Your instructions
Go through the records below and return each line that has "enum" in it.

-------- Records for the task

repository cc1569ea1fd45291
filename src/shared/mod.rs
pub mod config;
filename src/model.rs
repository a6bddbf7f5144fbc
use serde::{Deserialize, Serialize};

use crate::formats::CaptionFormat;

/// Anchor of a caption box, laid out like a numeric keypad
/// (1 = bottom-left, 5 = middle-center, 9 = top-right).
#[derive(Debug, Clone, Copy, Default, PartialEq, Eq, Hash, Serialize, Deserialize)]
#[serde(rename_all = "kebab-case")]
pub enum Alignment {
    BottomLeft,
    #[default]
    BottomCenter,
    BottomRight,
    MiddleLeft,
    MiddleCenter,
    MiddleRight,
    TopLeft,
    TopCenter,
    TopRight,
}

/// Horizontal component of an [`Alignment`].
#[derive(Debug, Clone, Copy, PartialEq, Eq)]
pub enum Column {
    Left,
    Center,
    Right,
}

/// Vertical component of an [`Alignment`].
#[derive(Debug, Clone, Copy, PartialEq, Eq)]
pub enum Row {
    Top,
    Middle,
    Bottom,
}

impl Alignment {
    /// Maps an ASS style `\an` number (1..=9) to an anchor.
    pub fn from_numpad(n: u8) -> Option<Self> {
        Some(match n {
            1 => Alignment::BottomLeft,
            2 => Alignment::BottomCenter,
            3 => Alignment::BottomRight,
            4 => Alignment::MiddleLeft,
            5 => Alignment::MiddleCenter,
            6 => Alignment::MiddleRight,
            7 => Alignment::TopLeft,
            8 => Alignment::TopCenter,
            9 => Alignment::TopRight,
            _ => return None,
        })
    }

    pub fn numpad(self) -> u8 {
        match self {
            Alignment::BottomLeft => 1,
            Alignment::BottomCenter => 2,
            Alignment::BottomRight => 3,
            Alignment::MiddleLeft => 4,
            Alignment::MiddleCenter => 5,
            Alignment::MiddleRight => 6,
            Alignment::TopLeft => 7,
            Alignment::TopCenter => 8,
            Alignment::TopRight => 9,
        }
    }

    pub fn column(self) -> Column {
        match self.numpad() % 3 {
            1 => Column::Left,
            2 => Column::Center,
            _ => Column::Right,
        }
    }

    pub fn row(self) -> Row {
        match self.numpad() {
            1..=3 => Row::Bottom,
            4..=6 => Row::Middle,
            _ => Row::Top,
        }
    }
}

/// Normalized point, both axes as fractions of the video size.
#[derive(Debug, Clone, Copy, PartialEq, Serialize, Deserialize)]
pub struct Position {
    pub x: f64,
    pub y: f64,
}

#[derive(Debug, Clone, Copy, Default, PartialEq, Serialize, Deserialize)]
pub struct Layout {
    pub alignment: Alignment,
    #[serde(default, skip_serializing_if = "Option::is_none")]
    pub position: Option<Position>,
}

/// Settings shared by the track and container scopes.
#[derive(Debug, Clone, Default, PartialEq, Serialize, Deserialize)]
pub struct Settings {
    #[serde(default, skip_serializing_if = "Option::is_none")]
    pub layout: Option<Layout>,
}

#[derive(Debug, Clone, PartialEq, Serialize, Deserialize)]
pub struct Cue {
    #[serde(rename = "start")]
    pub start_ms: i64,
    #[serde(rename = "end")]
    pub end_ms: i64,
    pub text: String,
    #[serde(default, skip_serializing_if = "Option::is_none")]
    pub layout: Option<Layout>,
}

impl Cue {
    pub fn new(start_ms: i64, end_ms: i64, text: impl Into<String>) -> Self {
        Self {
            start_ms,
            end_ms,
            text: text.into(),
            layout: None,
        }
    }

    pub fn with_layout(mut self, layout: Layout) -> Self {
        self.layout = Some(layout);
        self
    }

    pub fn duration_ms(&self) -> i64 {
        (self.end_ms - self.start_ms).max(0)
    }

    /// Malformed imports can produce cues that end before they start.
    pub fn is_well_formed(&self) -> bool {
        self.end_ms >= self.start_ms
    }

    pub fn contains(&self, time_ms: i64) -> bool {
        time_ms >= self.start_ms && time_ms <= self.end_ms
    }
}

#[derive(Debug, Clone, Default, PartialEq, Serialize, Deserialize)]
pub struct Track {
    #[serde(default)]
    pub cues: Vec<Cue>,
    #[serde(default, skip_serializing_if = "Option::is_none")]
    pub settings: Option<Settings>,
}

impl Track {
    pub fn new(cues: Vec<Cue>) -> Self {
        Self {
            cues,
            settings: None,
        }
    }

    pub fn sort_by_start(&mut self) {
        // Stable, so cues sharing a start keep their relative order.
        self.cues.sort_by_key(|c| c.start_ms);
    }

    pub fn is_sorted(&self) -> bool {
        self.cues.windows(2).all(|w| w[0].start_ms <= w[1].start_ms)
    }
}

/// The full caption document.
#[derive(Debug, Clone, Default, PartialEq, Serialize, Deserialize)]
pub struct CaptionDataContainer {
    #[serde(default)]
    pub tracks: Vec<Track>,
    #[serde(default, skip_serializing_if = "Option::is_none")]
    pub settings: Option<Settings>,
}

impl CaptionDataContainer {
    /// A fresh authoring document: one track, zero cues.
    pub fn new_empty() -> Self {
        Self {
            tracks: vec![Track::default()],
            settings: None,
        }
    }

    pub fn single_track(cues: Vec<Cue>) -> Self {
        Self {
            tracks: vec![Track::new(cues)],
            settings: None,
        }
    }

    pub fn cue_count(&self) -> usize {
        self.tracks.iter().map(|t| t.cues.len()).sum()
    }

    pub fn is_empty(&self) -> bool {
        self.cue_count() == 0
    }

    pub fn duration_ms(&self) -> i64 {
        self.tracks
            .iter()
            .flat_map(|t| t.cues.iter())
            .map(|c| c.end_ms)
            .max()
            .unwrap_or(0)
            .max(0)
    }

    pub fn cue(&self, track_id: usize, caption_id: usize) -> Option<&Cue> {
        self.tracks.get(track_id)?.cues.get(caption_id)
    }

    /// Layout precedence: cue, then track settings, then container
    /// settings, then bottom-center.
    pub fn resolve_layout(&self, track_id: usize, cue: &Cue) -> Layout {
        cue.layout
            .or_else(|| {
                self.tracks
                    .get(track_id)
                    .and_then(|t| t.settings.as_ref())
                    .and_then(|s| s.layout)
            })
            .or_else(|| self.settings.as_ref().and_then(|s| s.layout))
            .unwrap_or_default()
    }
}

/// The original unparsed source text of a caption.
#[derive(Debug, Clone, PartialEq, Serialize, Deserialize)]
pub struct RawCaptionData {
    #[serde(rename = "type")]
    pub format: CaptionFormat,
    pub data: String,
}

/// Runtime wrapper around a document as shown on a video page.
#[derive(Debug, Clone, Default, PartialEq, Serialize, Deserialize)]
#[serde(rename_all = "camelCase")]
pub struct CaptionContainer {
    pub data: CaptionDataContainer,
    pub video_id: String,
    pub video_source: String,
    #[serde(default)]
    pub loaded_by_user: bool,
    #[serde(default, skip_serializing_if = "Option::is_none")]
    pub id: Option<String>,
    #[serde(default, skip_serializing_if = "Option::is_none")]
    pub creator: Option<String>,
    #[serde(default, skip_serializing_if = "Option::is_none")]
    pub language: Option<String>,
    #[serde(default)]
    pub likes: u32,
    #[serde(default)]
    pub dislikes: u32,
    #[serde(default, skip_serializing_if = "Option::is_none")]
    pub raw: Option<RawCaptionData>,
}

impl CaptionContainer {
    pub fn is_editable(&self) -> bool {
        self.loaded_by_user
    }
}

----------------

Output for this task
pub enum Alignment {
pub enum Column {
pub enum Row {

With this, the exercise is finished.